ACM’s management were pleased with the results of the last quarter. As mentioned before, the company posted a new high for revenue of $5.1 billion per the third quarter conference call. Wins for the quarter were $9.4 billion which was another new high. ACM also posted a highly encouraging $54 billion backlog, another high, which solidifies future earnings growth. Nothing about the numbers created a bearish image for investors to point to suggesting the technical and fundamental ideas of ACM are at odds. With shares trading near support levels, it seems one more confirmation of high growth could convince investors to be bullish.

From YCharts

In the infrastructure industry, the value of a company is strongly influence on its ability to get new projects and maintain consistent revenue generation. ACM’s price-to-sales (P/S) ratio shows that its ability to generate sales has been undervalued for some time. Since the start of 2017 (when the sales growth trend reversed), the sales valuation has slowly fallen to 2016 levels when sales growth was dismal. A simple comparison of those two situations suggests there is strong case for ACM being undervalued, even in the context of a bearish market after a poor October.

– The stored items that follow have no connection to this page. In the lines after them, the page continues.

//! Hand-written collaborator mocks shared by the unit tests.

use std::{
    collections::VecDeque,
    sync::{
        atomic::{AtomicUsize, Ordering},
        Arc, Mutex,
    },
    time::Duration,
};

use async_trait::async_trait;
use evm_tx::{Address, U256};

use crate::{
    chain::{NftContract, PendingTransfer, TransferReceipt},
    claim::{ClaimWorkflow, Collaborators},
    eligibility::EligibilityRule,
    error::{ClientError, ClientResult},
    moralis::TokenIndex,
    neynar::{FollowingPage, IdentityResolver, ReactionKind, SocialGraph, UserAddresses},
    retry::RetryPolicy,
    store::InMemoryClaimStore,
};

pub const OWNER_FID: u64 = 99;
pub const CAST_HASH: &str = "0xcafe";
pub const SERVICE_WALLET: Address = Address([0x5e; 20]);
pub const RECIPIENT: Address = Address([0xaa; 20]);

pub fn rule() -> EligibilityRule {
    EligibilityRule {
        owner_fid: OWNER_FID,
        cast_hash: CAST_HASH.to_string(),
        require_follow: true,
        require_like: true,
        require_repost: true,
        max_following_pages: 5,
        reaction_limit: 100,
    }
}

// ── Social graph ────────────────────────────────────────────────

pub struct MockSocial {
    following_pages: Vec<Vec<u64>>,
    likes: Vec<String>,
    recasts: Vec<String>,
    fail: bool,
    following_calls: AtomicUsize,
    reaction_calls: AtomicUsize,
}

impl MockSocial {
    /// Follows `owner_fid`, liked and reposted `cast_hash`.
    pub fn engaged(owner_fid: u64, cast_hash: &str) -> Self {
        Self {
            following_pages: vec![vec![owner_fid]],
            likes: vec![cast_hash.to_string()],
            recasts: vec![cast_hash.to_string()],
            fail: false,
            following_calls: AtomicUsize::new(0),
            reaction_calls: AtomicUsize::new(0),
        }
    }

    pub fn with_following_pages(mut self, pages: Vec<Vec<u64>>) -> Self {
        self.following_pages = pages;
        self
    }

    pub fn with_likes(mut self, likes: Vec<String>) -> Self {
        self.likes = likes;
        self
    }

    pub fn with_recasts(mut self, recasts: Vec<String>) -> Self {
        self.recasts = recasts;
        self
    }

    pub fn failing(mut self) -> Self {
        self.fail = true;
        self
    }

    pub fn following_calls(&self) -> usize {
        self.following_calls.load(Ordering::SeqCst)
    }

    pub fn reaction_calls(&self) -> usize {
        self.reaction_calls.load(Ordering::SeqCst)
    }
}

#[async_trait]
impl SocialGraph for MockSocial {
    async fn following_page(&self, _fid: u64, cursor: Option<&str>) -> ClientResult<FollowingPage> {
        self.following_calls.fetch_add(1, Ordering::SeqCst);
        if self.fail {
            return Err(ClientError::Status {
                service: "neynar",
                status: 500,
            });
        }
        let idx: usize = cursor.and_then(|c| c.parse().ok()).unwrap_or(0);
        let next_cursor = (idx + 1 < self.following_pages.len()).then(|| (idx + 1).to_string());
        Ok(FollowingPage {
            fids: self.following_pages.get(idx).cloned().unwrap_or_default(),
            next_cursor,
        })
    }

    async fn reactions(&self, _fid: u64, kind: ReactionKind, _limit: u32) -> ClientResult<Vec<String>> {
        self.reaction_calls.fetch_add(1, Ordering::SeqCst);
        if self.fail {
            return Err(ClientError::Status {
                service: "neynar",
                status: 500,
            });
        }
        Ok(match kind {
            ReactionKind::Like => self.likes.clone(),
            ReactionKind::Recast => self.recasts.clone(),
        })
    }
}

// ── Identity ────────────────────────────────────────────────────

pub struct MockIdentity {
    addresses: Option<UserAddresses>,
    fail: bool,
    calls: AtomicUsize,
}

impl MockIdentity {
    pub fn primary(address: Address) -> Self {
        Self::with(Some(UserAddresses {
            custody_address: Some(Address([0x01; 20])),
            verified_primary_address: Some(address),
        }))
    }

    pub fn with(addresses: Option<UserAddresses>) -> Self {
        Self {
            addresses,
            fail: false,
            calls: AtomicUsize::new(0),
        }
    }

    pub fn failing() -> Self {
        Self {
            addresses: None,
            fail: true,
            calls: AtomicUsize::new(0),
        }
    }

    pub fn calls(&self) -> usize {
        self.calls.load(Ordering::SeqCst)
    }
}

#[async_trait]
impl IdentityResolver for MockIdentity {
    async fn user_addresses(&self, _fid: u64) -> ClientResult<Option<UserAddresses>> {
        self.calls.fetch_add(1, Ordering::SeqCst);
        if self.fail {
            return Err(ClientError::Rpc("identity down".to_string()));
        }
        Ok(self.addresses.clone())
    }
}

// ── Token index ─────────────────────────────────────────────────

pub struct MockTokens {
    responses: Mutex<VecDeque<Result<Vec<U256>, String>>>,
    fallback: Vec<U256>,
    calls: AtomicUsize,
}

impl MockTokens {
    pub fn always(ids: Vec<U256>) -> Self {
        Self {
            responses: Mutex::new(VecDeque::new()),
            fallback: ids,
            calls: AtomicUsize::new(0),
        }
    }

    /// Scripted responses, then an empty wallet.
    pub fn sequence(responses: Vec<Result<Vec<U256>, String>>) -> Self {
        Self {
            responses: Mutex::new(responses.into()),
            fallback: Vec::new(),
            calls: AtomicUsize::new(0),
        }
    }

    pub fn calls(&self) -> usize {
        self.calls.load(Ordering::SeqCst)
    }
}

#[async_trait]
impl TokenIndex for MockTokens {
    async fn wallet_tokens(
        &self,
        _chain: &str,
        _wallet: &Address,
        _contract: &Address,
    ) -> ClientResult<Vec<U256>> {
        self.calls.fetch_add(1, Ordering::SeqCst);
        let next = self.responses.lock().unwrap().pop_front();
        match next {
            Some(Ok(ids)) => Ok(ids),
            Some(Err(e)) => Err(ClientError::Rpc(e)),
            None => Ok(self.fallback.clone()),
        }
    }
}

// ── Contract ────────────────────────────────────────────────────

#[derive(Clone, Copy, Debug, PartialEq, Eq)]
pub enum TransferBehavior {
    Confirm,
    FailSubmit,
    Revert,
}

pub struct MockContract {
    behavior: TransferBehavior,
    transfers: Mutex<Vec<(Address, Address, U256)>>,
    calls: AtomicUsize,
}

impl MockContract {
    pub fn new(behavior: TransferBehavior) -> Self {
        Self {
            behavior,
            transfers: Mutex::new(Vec::new()),
            calls: AtomicUsize::new(0),
        }
    }

    pub fn transfers(&self) -> Vec<(Address, Address, U256)> {
        self.transfers.lock().unwrap().clone()
    }

    pub fn calls(&self) -> usize {
        self.calls.load(Ordering::SeqCst)
    }
}

#[async_trait]
impl NftContract for MockContract {
    fn service_address(&self) -> Address {
        SERVICE_WALLET
    }

    fn contract_address(&self) -> Address {
        Address([0xc0; 20])
    }

    async fn transfer_from(
        &self,
        from: &Address,
        to: &Address,
        token_id: U256,
    ) -> ClientResult<PendingTransfer> {
        self.calls.fetch_add(1, Ordering::SeqCst);
        if self.behavior == TransferBehavior::FailSubmit {
            return Err(ClientError::Rpc("insufficient funds for gas".to_string()));
        }
        self.transfers.lock().unwrap().push((*from, *to, token_id));
        Ok(PendingTransfer {
            tx_hash: format!("0x{:064x}", token_id),
        })
    }

    async fn confirm(&self, pending: &PendingTransfer) -> ClientResult<TransferReceipt> {
        self.calls.fetch_add(1, Ordering::SeqCst);
        match self.behavior {
            TransferBehavior::Revert => Err(ClientError::Reverted(pending.tx_hash.clone())),
            _ => Ok(TransferReceipt {
                tx_hash: pending.tx_hash.clone(),
                block_number: Some(1),
            }),
        }
    }

    async fn balance_of(&self, _owner: &Address) -> ClientResult<U256> {
        self.calls.fetch_add(1, Ordering::SeqCst);
        Ok(U256::from(self.transfers.lock().unwrap().len()))
    }
}

// ── Harness ─────────────────────────────────────────────────────

pub struct Harness {
    pub social: Arc<MockSocial>,
    pub identity: Arc<MockIdentity>,
    pub tokens: Arc<MockTokens>,
    pub contract: Arc<MockContract>,
    pub claims: Arc<InMemoryClaimStore>,
}

impl Harness {
    pub fn new(
        social: MockSocial,
        identity: MockIdentity,
        tokens: MockTokens,
        contract: MockContract,
    ) -> Self {
        Self {
            social: Arc::new(social),
            identity: Arc::new(identity),
            tokens: Arc::new(tokens),
            contract: Arc::new(contract),
            claims: Arc::new(InMemoryClaimStore::new()),
        }
    }

    /// Eligible user, three tokens in stock, resolvable recipient.
    pub fn happy() -> Self {
        Self::new(
            MockSocial::engaged(OWNER_FID, CAST_HASH),
            MockIdentity::primary(RECIPIENT),
            MockTokens::always(vec![U256::from(1u64), U256::from(2u64), U256::from(3u64)]),
            MockContract::new(TransferBehavior::Confirm),
        )
    }

    fn collaborators(&self, with_contract: bool) -> Collaborators {
        Collaborators {
            contract: with_contract.then(|| self.contract.clone() as Arc<dyn NftContract>),
            social: self.social.clone(),
            identity: self.identity.clone(),
            tokens: self.tokens.clone(),
        }
    }

    pub fn workflow(&self) -> ClaimWorkflow {
        ClaimWorkflow::new(
            self.collaborators(true),
            self.claims.clone(),
            rule(),
            RetryPolicy::linear(3, Duration::from_secs(1)),
            "base",
        )
    }

    pub fn workflow_without_contract(&self) -> ClaimWorkflow {
        ClaimWorkflow::new(
            self.collaborators(false),
            self.claims.clone(),
            rule(),
            RetryPolicy::linear(3, Duration::from_secs(1)),
            "base",
        )
    }

    pub fn external_calls(&self) -> usize {
        self.social.following_calls()
            + self.social.reaction_calls()
            + self.identity.calls()
            + self.tokens.calls()
            + self.contract.calls()
    }
}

Generating sales has never really been a problem for ACM which consistently posts higher revenue. However, maintaining a stable margin quarter by quarter has been a different story. Last quarter, EBITDA margin was about 34 basis points lower than a year before at 4.22 percent. Interestingly enough, this was higher than all three of the quarters before when it fell below 4 percent. The failure to scale costs probably left investors skeptical bottom line growth could keep pace with sales contributing to the pessimism that sent the stock price lower. Management decided to counter that sentiment by announcing a $150 million accelerated share repurchase last quarter. In the upcoming report, management will definitely be looking to drive their point home to spark a reversal.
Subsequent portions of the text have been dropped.